A Cloud Computing infrastructure or platform can be built according to several development models: Public Cloud Computing, Private Cloud Computing, Community Cloud Computing, or Hybrid Cloud Computing.

The differences between these models are based on how resources are provided to the customer of Cloud Computing services. A Public Cloud Computing is a model in which infrastructure and resource utilization are generally enabled by a public network. A Public Cloud Computing is owned by an organization, which sells services and serves a different number of clients.

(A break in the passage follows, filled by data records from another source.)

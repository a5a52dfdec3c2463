//! Private-key wallet shared by both plugins
//!
//! The only place private keys are handled. Keys arrive as
//! [`SecretString`], are parsed into alloy's signer, and are never
//! serialized or logged.

use crate::{Error, Result};
use alloy::network::EthereumWallet;
use alloy::primitives::Address;
use alloy::signers::local::PrivateKeySigner;
use secrecy::{ExposeSecret, SecretString};

/// Account derived from a configured private key.
pub struct Wallet {
    address: Address,
    ethereum: EthereumWallet,
}

impl Wallet {
    /// Derive the account from a hex-encoded private key. A `0x` prefix
    /// is accepted and stripped.
    pub fn from_key(key: &SecretString) -> Result<Self> {
        let key_hex = key.expose_secret();
        let key_hex = key_hex.strip_prefix("0x").unwrap_or(key_hex);

        let signer: PrivateKeySigner = key_hex
            .parse()
            .map_err(|e| Error::Wallet(format!("Invalid private key: {}", e)))?;

        let address = signer.address();
        let ethereum = EthereumWallet::from(signer);

        Ok(Self { address, ethereum })
    }

    /// Public account address (safe to share).
    pub fn address(&self) -> Address {
        self.address
    }

    /// Signing wallet for alloy provider construction.
    pub fn ethereum_wallet(&self) -> &EthereumWallet {
        &self.ethereum
    }
}

// Manual Debug so key material never reaches logs.
impl std::fmt::Debug for Wallet {
    fn fmt(&self, f: &mut std::fmt::Formatter<'_>) -> std::fmt::Result {
        f.debug_struct("Wallet")
            .field("address", &self.address)
            .field("signer", &"[REDACTED]")
            .finish()
    }
}
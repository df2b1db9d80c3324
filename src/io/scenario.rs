//! Scenario CSV format and reader
//!
//! A scenario is a CSV file with the columns
//! `op,party,location,item,qty,price_item,price_qty`. Each row is one step:
//! world setup (`party`, `give`, `shop`, `admin_shop`, `accept`, `stock`),
//! a trade through one of the engine's entry points (`trade`, `instant`,
//! `deposit`, `withdraw`, `admin`), or a host event (`transfer`, `grant`,
//! `logout`, `optout`, `optin`, `wait`).
//!
//! | op           | party     | location | item     | qty       | price_item | price_qty |
//! |--------------|-----------|----------|----------|-----------|------------|-----------|
//! | `party`      | party     |          |          | slots     |            |           |
//! | `give`       | party     |          | item     | amount    |            |           |
//! | `shop`       | owner     | location | offering | base qty  | price item | price qty |
//! | `admin_shop` | owner     | location | offering | base qty  | price item | price qty |
//! | `accept`     |           | location |          |           | item       | base qty  |
//! | `stock`      |           | location | item     | amount    |            |           |
//! | `trade`      | party     | location |          |           | item       | qty       |
//! | `instant`    | party     | location |          |           |            |           |
//! | `deposit`    | party     | location | item     | amount    |            |           |
//! | `withdraw`   | party     | location |          | amount    |            |           |
//! | `admin`      | party     | location |          | amount    |            |           |
//! | `transfer`   | initiator | location |          | new owner |            |           |
//! | `grant`      | party     |          |          |           |            |           |
//! | `logout`     | party     |          |          |           |            |           |
//! | `optout`     | party     |          |          |           |            |           |
//! | `optin`      | party     |          |          |           |            |           |
//! | `wait`       |           |          |          | millis    |            |           |
//!
//! An empty `party` on `transfer` means the console. An empty `slots` on
//! `party` means a default-size inventory.

use crate::core::traits::Initiator;
use crate::types::{ItemStack, LocationId, PartyId};
use csv::{ReaderBuilder, StringRecord, Trim};
use serde::Deserialize;
use std::fs::File;
use std::io::Read;
use std::path::Path;

/// Raw scenario row
#[derive(Debug, Deserialize, Clone, PartialEq, Default)]
pub struct ScenarioRecord {
    pub op: String,
    pub party: Option<PartyId>,
    pub location: Option<LocationId>,
    pub item: Option<String>,
    pub qty: Option<u32>,
    pub price_item: Option<String>,
    pub price_qty: Option<u32>,
}

/// One replayable step
#[derive(Debug, Clone, PartialEq)]
pub enum Step {
    AddParty {
        party: PartyId,
        slots: Option<usize>,
    },
    Give {
        party: PartyId,
        item: ItemStack,
        quantity: u32,
    },
    OpenShop {
        owner: PartyId,
        location: LocationId,

        /// Offering descriptor; its amount is the base offered quantity
        offering: ItemStack,

        /// Fixed price, if any
        price: Option<(ItemStack, u32)>,

        /// No container, unlimited stock
        infinite: bool,
    },
    Accept {
        location: LocationId,
        item: ItemStack,
        quantity: u32,
    },
    Stock {
        location: LocationId,
        item: ItemStack,
        quantity: u32,
    },
    /// Dialog trade: initiate, confirm, execute
    Trade {
        party: PartyId,
        location: LocationId,

        /// Chosen payment for barter locations
        payment: Option<(ItemStack, u32)>,
    },
    Instant {
        party: PartyId,
        location: LocationId,
    },
    Deposit {
        party: PartyId,
        location: LocationId,
        item: ItemStack,
        quantity: u32,
    },
    Withdraw {
        party: PartyId,
        location: LocationId,
        quantity: u32,
    },
    Admin {
        party: PartyId,
        location: LocationId,
        quantity: u32,
    },
    Transfer {
        initiator: Initiator,
        location: LocationId,
        new_owner: PartyId,
    },
    /// Allow a party to transfer ownership of any location
    Grant {
        party: PartyId,
    },
    Logout {
        party: PartyId,
    },
    SetAutoExchange {
        party: PartyId,
        enabled: bool,
    },
    Wait {
        millis: u64,
    },
}

/// Convert a raw row into a step
///
/// # Returns
///
/// * `Ok(Step)` - The parsed step
/// * `Err(String)` - Unknown op or a missing required column
pub fn convert_scenario_record(record: ScenarioRecord) -> Result<Step, String> {
    let op = record.op.to_lowercase();
    let party = || required(record.party, &op, "party");
    let location = || required(record.location, &op, "location");
    let qty = || required(record.qty, &op, "qty");
    let item = || {
        required(record.item.as_deref(), &op, "item").map(|kind| ItemStack::new(kind, 1))
    };
    let price = || match (&record.price_item, record.price_qty) {
        (Some(kind), Some(quantity)) => Some((ItemStack::new(kind.as_str(), 1), quantity)),
        _ => None,
    };

    let step = match op.as_str() {
        "party" => Step::AddParty {
            party: party()?,
            slots: record.qty.filter(|slots| *slots > 0).map(|slots| slots as usize),
        },
        "give" => Step::Give {
            party: party()?,
            item: item()?,
            quantity: qty()?,
        },
        "shop" | "admin_shop" => Step::OpenShop {
            owner: party()?,
            location: location()?,
            offering: item()?.with_amount(qty()?),
            price: price(),
            infinite: op == "admin_shop",
        },
        "accept" => {
            let (item, quantity) =
                price().ok_or_else(|| format!("'{}' requires price_item and price_qty", op))?;
            Step::Accept {
                location: location()?,
                item,
                quantity,
            }
        }
        "stock" => Step::Stock {
            location: location()?,
            item: item()?,
            quantity: qty()?,
        },
        "trade" => Step::Trade {
            party: party()?,
            location: location()?,
            payment: price(),
        },
        "instant" => Step::Instant {
            party: party()?,
            location: location()?,
        },
        "deposit" => Step::Deposit {
            party: party()?,
            location: location()?,
            item: item()?,
            quantity: qty()?,
        },
        "withdraw" => Step::Withdraw {
            party: party()?,
            location: location()?,
            quantity: qty()?,
        },
        "admin" => Step::Admin {
            party: party()?,
            location: location()?,
            quantity: qty()?,
        },
        "transfer" => Step::Transfer {
            initiator: record.party.map_or(Initiator::Console, Initiator::Party),
            location: location()?,
            new_owner: qty()?,
        },
        "grant" => Step::Grant { party: party()? },
        "logout" => Step::Logout { party: party()? },
        "optout" | "optin" => Step::SetAutoExchange {
            party: party()?,
            enabled: op == "optin",
        },
        "wait" => Step::Wait {
            millis: u64::from(qty()?),
        },
        _ => return Err(format!("Invalid scenario op: '{}'", record.op)),
    };
    Ok(step)
}

fn required<T>(value: Option<T>, op: &str, column: &str) -> Result<T, String> {
    value.ok_or_else(|| format!("'{}' requires a {} value", op, column))
}

/// Streaming scenario reader
///
/// Yields one `Result<Step, String>` per row; errors carry the line number.
/// Lines starting with `#` are comments.
#[derive(Debug)]
pub struct ScenarioReader<R: Read> {
    reader: csv::Reader<R>,
    headers: Option<StringRecord>,
    row: StringRecord,
}

impl ScenarioReader<File> {
    /// Open a scenario file
    pub fn open(path: &Path) -> Result<Self, String> {
        let file = File::open(path)
            .map_err(|e| format!("Failed to open file '{}': {}", path.display(), e))?;
        Ok(Self::from_reader(file))
    }
}

impl<R: Read> ScenarioReader<R> {
    pub fn from_reader(input: R) -> Self {
        let reader = ReaderBuilder::new()
            .trim(Trim::All)
            .flexible(true)
            .comment(Some(b'#'))
            .buffer_capacity(8 * 1024)
            .from_reader(input);

        Self {
            reader,
            headers: None,
            row: StringRecord::new(),
        }
    }

    fn headers(&mut self) -> Result<StringRecord, String> {
        if let Some(headers) = &self.headers {
            return Ok(headers.clone());
        }
        let headers = self
            .reader
            .headers()
            .map_err(|e| format!("Failed to read header: {}", e))?
            .clone();
        self.headers = Some(headers.clone());
        Ok(headers)
    }
}

impl<R: Read> Iterator for ScenarioReader<R> {
    type Item = Result<Step, String>;

    fn next(&mut self) -> Option<Self::Item> {
        let headers = match self.headers() {
            Ok(headers) => headers,
            Err(e) => return Some(Err(e)),
        };

        match self.reader.read_record(&mut self.row) {
            Ok(false) => None,
            Ok(true) => {
                let line = self.row.position().map_or(0, |pos| pos.line());
                Some(
                    self.row
                        .deserialize::<ScenarioRecord>(Some(&headers))
                        .map_err(|e| format!("CSV parse error: {}", e))
                        .and_then(convert_scenario_record)
                        .map_err(|e| format!("Line {}: {}", line, e)),
                )
            }
            // A broken row cannot be skipped reliably
            Err(e) => {
                let line = e.position().map_or(0, |pos| pos.line());
                Some(Err(format!("Line {}: CSV read error: {}", line, e)))
            }
        }
    }
}

#[cfg(test)]
mod tests {
    use super::*;
    use rstest::rstest;
    use std::io::Write;
    use tempfile::NamedTempFile;

    const HEADER: &str = "op,party,location,item,qty,price_item,price_qty\n";

    fn steps(body: &str) -> Vec<Result<Step, String>> {
        ScenarioReader::from_reader(format!("{}{}", HEADER, body).as_bytes()).collect()
    }

    #[test]
    fn test_shop_row() {
        let parsed = steps("shop,2,10,DIAMOND,3,EMERALD,5\n");

        assert_eq!(
            parsed,
            vec![Ok(Step::OpenShop {
                owner: 2,
                location: 10,
                offering: ItemStack::new("DIAMOND", 3),
                price: Some((ItemStack::new("EMERALD", 1), 5)),
                infinite: false,
            })]
        );
    }

    #[rstest]
    #[case::console_transfer("transfer,,10,,7,,", Step::Transfer { initiator: Initiator::Console, location: 10, new_owner: 7 })]
    #[case::party_transfer("transfer,9,10,,7,,", Step::Transfer { initiator: Initiator::Party(9), location: 10, new_owner: 7 })]
    #[case::default_slots("party,1,,,,,", Step::AddParty { party: 1, slots: None })]
    #[case::custom_slots("party,1,,,4,,", Step::AddParty { party: 1, slots: Some(4) })]
    #[case::optout("OPTOUT,3,,,,,", Step::SetAutoExchange { party: 3, enabled: false })]
    #[case::wait("wait,,,,1500,,", Step::Wait { millis: 1500 })]
    fn test_row_conversion(#[case] row: &str, #[case] expected: Step) {
        assert_eq!(steps(&format!("{}\n", row)), vec![Ok(expected)]);
    }

    #[rstest]
    #[case::unknown_op("refund,1,10,,,,", "Invalid scenario op")]
    #[case::missing_party("give,,,DIAMOND,3,,", "requires a party value")]
    #[case::missing_price("accept,,10,,,,", "requires price_item and price_qty")]
    #[case::bad_number("give,one,,DIAMOND,3,,", "CSV parse error")]
    fn test_row_errors(#[case] row: &str, #[case] expected: &str) {
        let parsed = steps(&format!("{}\n", row));
        let error = parsed[0].clone().unwrap_err();
        assert!(error.starts_with("Line 2: "), "{}", error);
        assert!(error.contains(expected), "{}", error);
    }

    #[test]
    fn test_comments_and_errors_do_not_stop_iteration() {
        let parsed = steps("# setup\nparty,1,,,,,\nbogus,,,,,,\nlogout,1,,,,,\n");

        assert_eq!(parsed.len(), 3);
        assert!(parsed[0].is_ok());
        assert!(parsed[1].is_err());
        assert_eq!(parsed[2], Ok(Step::Logout { party: 1 }));
    }

    #[test]
    fn test_open_missing_file() {
        let error = ScenarioReader::open(Path::new("nonexistent.csv")).unwrap_err();
        assert!(error.contains("Failed to open file"));
    }

    #[test]
    fn test_open_file() {
        let mut file = NamedTempFile::new().unwrap();
        writeln!(file, "{}party,1,,,,,", HEADER).unwrap();
        file.flush().unwrap();

        let parsed: Vec<_> = ScenarioReader::open(file.path()).unwrap().collect();
        assert_eq!(parsed, vec![Ok(Step::AddParty { party: 1, slots: None })]);
    }
}
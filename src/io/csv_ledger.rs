//! Trade ledger that appends to a CSV file
//!
//! Each record is written and flushed on a blocking worker, so the async
//! caller never waits on disk I/O from a runtime thread.

use crate::core::traits::TradeLedger;
use crate::io::csv_format::LedgerRow;
use crate::types::{LedgerError, TradeRecord};
use csv::WriterBuilder;
use futures::future::BoxFuture;
use std::fs::File;
use std::path::{Path, PathBuf};
use std::sync::{Arc, Mutex};

const LEDGER_HEADER: [&str; 11] = [
    "transaction_id",
    "location",
    "buyer",
    "seller",
    "item",
    "quantity",
    "currency",
    "price_paid",
    "source",
    "status",
    "completed_at",
];

#[derive(Debug, Clone)]
pub struct CsvTradeLedger {
    path: PathBuf,
    writer: Arc<Mutex<csv::Writer<File>>>,
}

impl CsvTradeLedger {
    /// Create (or truncate) the ledger file and write its header
    ///
    /// # Errors
    ///
    /// `LedgerError::Unavailable` if the file cannot be created.
    pub fn create(path: &Path) -> Result<Self, LedgerError> {
        let file = File::create(path).map_err(|e| {
            LedgerError::Unavailable(format!("cannot create '{}': {}", path.display(), e))
        })?;

        let mut writer = WriterBuilder::new().has_headers(false).from_writer(file);
        writer.write_record(LEDGER_HEADER)?;
        writer.flush()?;

        Ok(CsvTradeLedger {
            path: path.to_path_buf(),
            writer: Arc::new(Mutex::new(writer)),
        })
    }

    pub fn path(&self) -> &Path {
        &self.path
    }
}

impl TradeLedger for CsvTradeLedger {
    fn record(&self, record: TradeRecord) -> BoxFuture<'_, Result<(), LedgerError>> {
        let writer = Arc::clone(&self.writer);
        let row = LedgerRow::from(&record);

        Box::pin(async move {
            tokio::task::spawn_blocking(move || -> Result<(), LedgerError> {
                let mut writer = writer
                    .lock()
                    .map_err(|_| LedgerError::Unavailable("ledger writer poisoned".to_string()))?;
                writer.serialize(&row)?;
                writer.flush()?;
                Ok(())
            })
            .await
            .map_err(|e| LedgerError::Write(e.to_string()))?
        })
    }
}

A Private Cloud Computing gives a customer the ability to access and use computer infrastructure and resources. This development model can be managed by the customer of the services in Cloud Computing or by a third party and can be housed on the premises of the organization, Private Cloud Computing on-site or Cloud Computing Outsourced Private Cloud).

A Community Cloud Computing, unlike Cloud Computing Private, which serves only one organization, serves a group of customers who have common issues such as: mission objectives, security, privacy, and compliance policies. Like private systems, a community in Cloud Computing can be managed by the organization or a third party.

A customer of services in Cloud Computing can access the resources of local Cloud Computing, and the resources of organizations, which are part of the community through the links that exist between organizations. When the server is hosted on an outside company, such a Cloud Computing community builds its own office infrastructure, and provides it to a community of organizations that seek and consume Cloud Computing services.

A Hybrid Cloud Computing is a composition of two or more cloud Computing models of private or community type internal, private or external community, or public (private on-site, on-site community, private off-site, off-site community or off-site public). They are linked together by standard or proprietary technologies, which allow data portability.